**GOAL OF THE EXERCISE:** The lines from the start of the data through the line containing "use std::sync::Arc;" are to be reproduced exactly, both ends included.
= = =
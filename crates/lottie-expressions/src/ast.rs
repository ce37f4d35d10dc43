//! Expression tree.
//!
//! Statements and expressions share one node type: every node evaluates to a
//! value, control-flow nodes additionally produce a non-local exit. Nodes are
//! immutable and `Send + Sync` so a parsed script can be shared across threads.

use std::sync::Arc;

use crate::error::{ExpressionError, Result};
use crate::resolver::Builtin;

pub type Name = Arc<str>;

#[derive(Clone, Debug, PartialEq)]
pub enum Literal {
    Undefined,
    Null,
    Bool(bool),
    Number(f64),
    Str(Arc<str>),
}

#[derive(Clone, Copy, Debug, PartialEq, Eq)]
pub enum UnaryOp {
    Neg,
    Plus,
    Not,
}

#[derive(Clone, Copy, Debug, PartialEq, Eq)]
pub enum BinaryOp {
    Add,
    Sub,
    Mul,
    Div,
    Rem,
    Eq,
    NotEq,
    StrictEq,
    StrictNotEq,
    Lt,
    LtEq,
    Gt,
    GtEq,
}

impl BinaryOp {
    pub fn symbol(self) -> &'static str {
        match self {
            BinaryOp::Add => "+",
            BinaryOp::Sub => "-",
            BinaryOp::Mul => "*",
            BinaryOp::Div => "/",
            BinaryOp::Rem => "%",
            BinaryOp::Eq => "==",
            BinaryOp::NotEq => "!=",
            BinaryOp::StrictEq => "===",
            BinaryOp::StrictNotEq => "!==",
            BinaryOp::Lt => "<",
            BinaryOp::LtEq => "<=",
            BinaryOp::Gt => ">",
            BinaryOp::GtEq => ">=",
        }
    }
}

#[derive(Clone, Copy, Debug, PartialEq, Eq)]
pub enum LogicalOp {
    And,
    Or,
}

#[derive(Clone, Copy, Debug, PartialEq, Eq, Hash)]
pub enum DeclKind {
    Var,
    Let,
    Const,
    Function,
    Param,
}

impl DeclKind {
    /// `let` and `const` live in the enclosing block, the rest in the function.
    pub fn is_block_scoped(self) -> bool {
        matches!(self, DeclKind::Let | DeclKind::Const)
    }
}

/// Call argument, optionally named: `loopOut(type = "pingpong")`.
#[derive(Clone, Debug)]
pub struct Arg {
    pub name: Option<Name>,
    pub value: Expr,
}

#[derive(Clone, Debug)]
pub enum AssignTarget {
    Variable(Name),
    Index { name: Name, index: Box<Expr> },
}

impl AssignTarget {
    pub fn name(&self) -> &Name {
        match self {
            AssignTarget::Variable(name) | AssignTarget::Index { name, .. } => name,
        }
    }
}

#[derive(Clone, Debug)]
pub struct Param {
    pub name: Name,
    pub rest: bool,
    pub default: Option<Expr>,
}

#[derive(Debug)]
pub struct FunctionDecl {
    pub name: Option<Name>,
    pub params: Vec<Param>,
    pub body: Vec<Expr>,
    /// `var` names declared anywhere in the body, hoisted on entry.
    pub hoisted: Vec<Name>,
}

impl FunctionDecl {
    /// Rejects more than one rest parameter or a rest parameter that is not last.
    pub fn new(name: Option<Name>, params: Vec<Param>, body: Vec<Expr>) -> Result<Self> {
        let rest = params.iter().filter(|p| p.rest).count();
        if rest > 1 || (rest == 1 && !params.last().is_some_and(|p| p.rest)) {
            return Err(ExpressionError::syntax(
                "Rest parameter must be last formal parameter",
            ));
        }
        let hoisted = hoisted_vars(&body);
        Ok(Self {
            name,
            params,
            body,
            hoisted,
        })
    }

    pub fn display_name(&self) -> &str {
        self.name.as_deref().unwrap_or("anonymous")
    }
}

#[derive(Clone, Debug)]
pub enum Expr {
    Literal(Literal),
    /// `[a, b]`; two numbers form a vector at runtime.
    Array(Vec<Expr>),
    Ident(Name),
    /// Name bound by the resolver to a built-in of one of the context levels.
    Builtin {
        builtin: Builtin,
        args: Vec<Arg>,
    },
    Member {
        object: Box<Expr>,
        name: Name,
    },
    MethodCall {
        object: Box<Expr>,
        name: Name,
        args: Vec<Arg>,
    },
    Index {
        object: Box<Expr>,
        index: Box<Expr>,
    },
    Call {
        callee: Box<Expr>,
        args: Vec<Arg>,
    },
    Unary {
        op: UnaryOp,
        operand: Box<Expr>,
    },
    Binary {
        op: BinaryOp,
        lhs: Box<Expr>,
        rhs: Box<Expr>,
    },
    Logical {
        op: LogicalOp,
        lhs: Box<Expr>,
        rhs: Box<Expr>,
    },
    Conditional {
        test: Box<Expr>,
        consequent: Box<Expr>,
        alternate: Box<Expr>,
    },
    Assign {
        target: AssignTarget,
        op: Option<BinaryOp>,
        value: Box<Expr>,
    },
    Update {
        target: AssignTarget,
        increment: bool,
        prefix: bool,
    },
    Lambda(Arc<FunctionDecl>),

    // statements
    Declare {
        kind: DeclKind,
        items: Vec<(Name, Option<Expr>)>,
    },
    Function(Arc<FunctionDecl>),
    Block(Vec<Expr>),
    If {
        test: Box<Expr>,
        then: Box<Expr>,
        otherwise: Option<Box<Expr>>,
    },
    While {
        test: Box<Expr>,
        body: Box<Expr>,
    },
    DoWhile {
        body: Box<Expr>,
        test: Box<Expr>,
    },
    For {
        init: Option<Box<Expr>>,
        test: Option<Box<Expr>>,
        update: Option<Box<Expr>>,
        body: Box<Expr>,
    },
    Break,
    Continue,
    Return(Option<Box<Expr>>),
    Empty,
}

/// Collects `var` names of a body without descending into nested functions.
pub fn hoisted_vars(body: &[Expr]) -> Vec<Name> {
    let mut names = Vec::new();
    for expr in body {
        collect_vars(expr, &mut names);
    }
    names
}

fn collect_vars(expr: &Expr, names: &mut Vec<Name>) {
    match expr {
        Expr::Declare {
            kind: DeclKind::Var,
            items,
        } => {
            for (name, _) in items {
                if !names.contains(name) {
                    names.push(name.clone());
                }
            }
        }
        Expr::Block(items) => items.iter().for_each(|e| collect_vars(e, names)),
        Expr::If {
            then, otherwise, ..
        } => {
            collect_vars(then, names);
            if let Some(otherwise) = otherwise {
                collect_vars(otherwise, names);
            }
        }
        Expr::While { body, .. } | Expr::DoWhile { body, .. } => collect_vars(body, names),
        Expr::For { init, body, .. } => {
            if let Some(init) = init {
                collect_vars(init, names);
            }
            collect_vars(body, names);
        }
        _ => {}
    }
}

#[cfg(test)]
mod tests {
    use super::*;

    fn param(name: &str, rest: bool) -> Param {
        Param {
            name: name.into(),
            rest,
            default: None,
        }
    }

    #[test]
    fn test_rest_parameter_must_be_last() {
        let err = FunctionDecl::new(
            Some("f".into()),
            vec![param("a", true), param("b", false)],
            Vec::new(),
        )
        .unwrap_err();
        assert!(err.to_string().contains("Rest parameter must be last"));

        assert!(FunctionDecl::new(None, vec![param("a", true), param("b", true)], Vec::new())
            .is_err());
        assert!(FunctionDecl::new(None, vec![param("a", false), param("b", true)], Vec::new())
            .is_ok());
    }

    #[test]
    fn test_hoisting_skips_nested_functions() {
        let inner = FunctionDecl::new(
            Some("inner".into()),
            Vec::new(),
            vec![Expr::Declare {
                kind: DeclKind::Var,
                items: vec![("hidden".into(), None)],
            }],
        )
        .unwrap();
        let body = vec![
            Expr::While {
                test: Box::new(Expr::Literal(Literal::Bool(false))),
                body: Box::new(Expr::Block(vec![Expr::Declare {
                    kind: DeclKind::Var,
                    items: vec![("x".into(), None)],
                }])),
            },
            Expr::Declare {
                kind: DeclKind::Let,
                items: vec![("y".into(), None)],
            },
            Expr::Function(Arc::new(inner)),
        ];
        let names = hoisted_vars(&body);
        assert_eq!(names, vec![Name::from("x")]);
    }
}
= = =
**SOLUTION FOR THIS PROBLEM:**
filename crates/lottie-expressions/src/ast.rs
repository ce37f4d35d10dc43
//! Expression tree.
//!
//! Statements and expressions share one node type: every node evaluates to a
//! value, control-flow nodes additionally produce a non-local exit. Nodes are
//! immutable and `Send + Sync` so a parsed script can be shared across threads.

use std::sync::Arc;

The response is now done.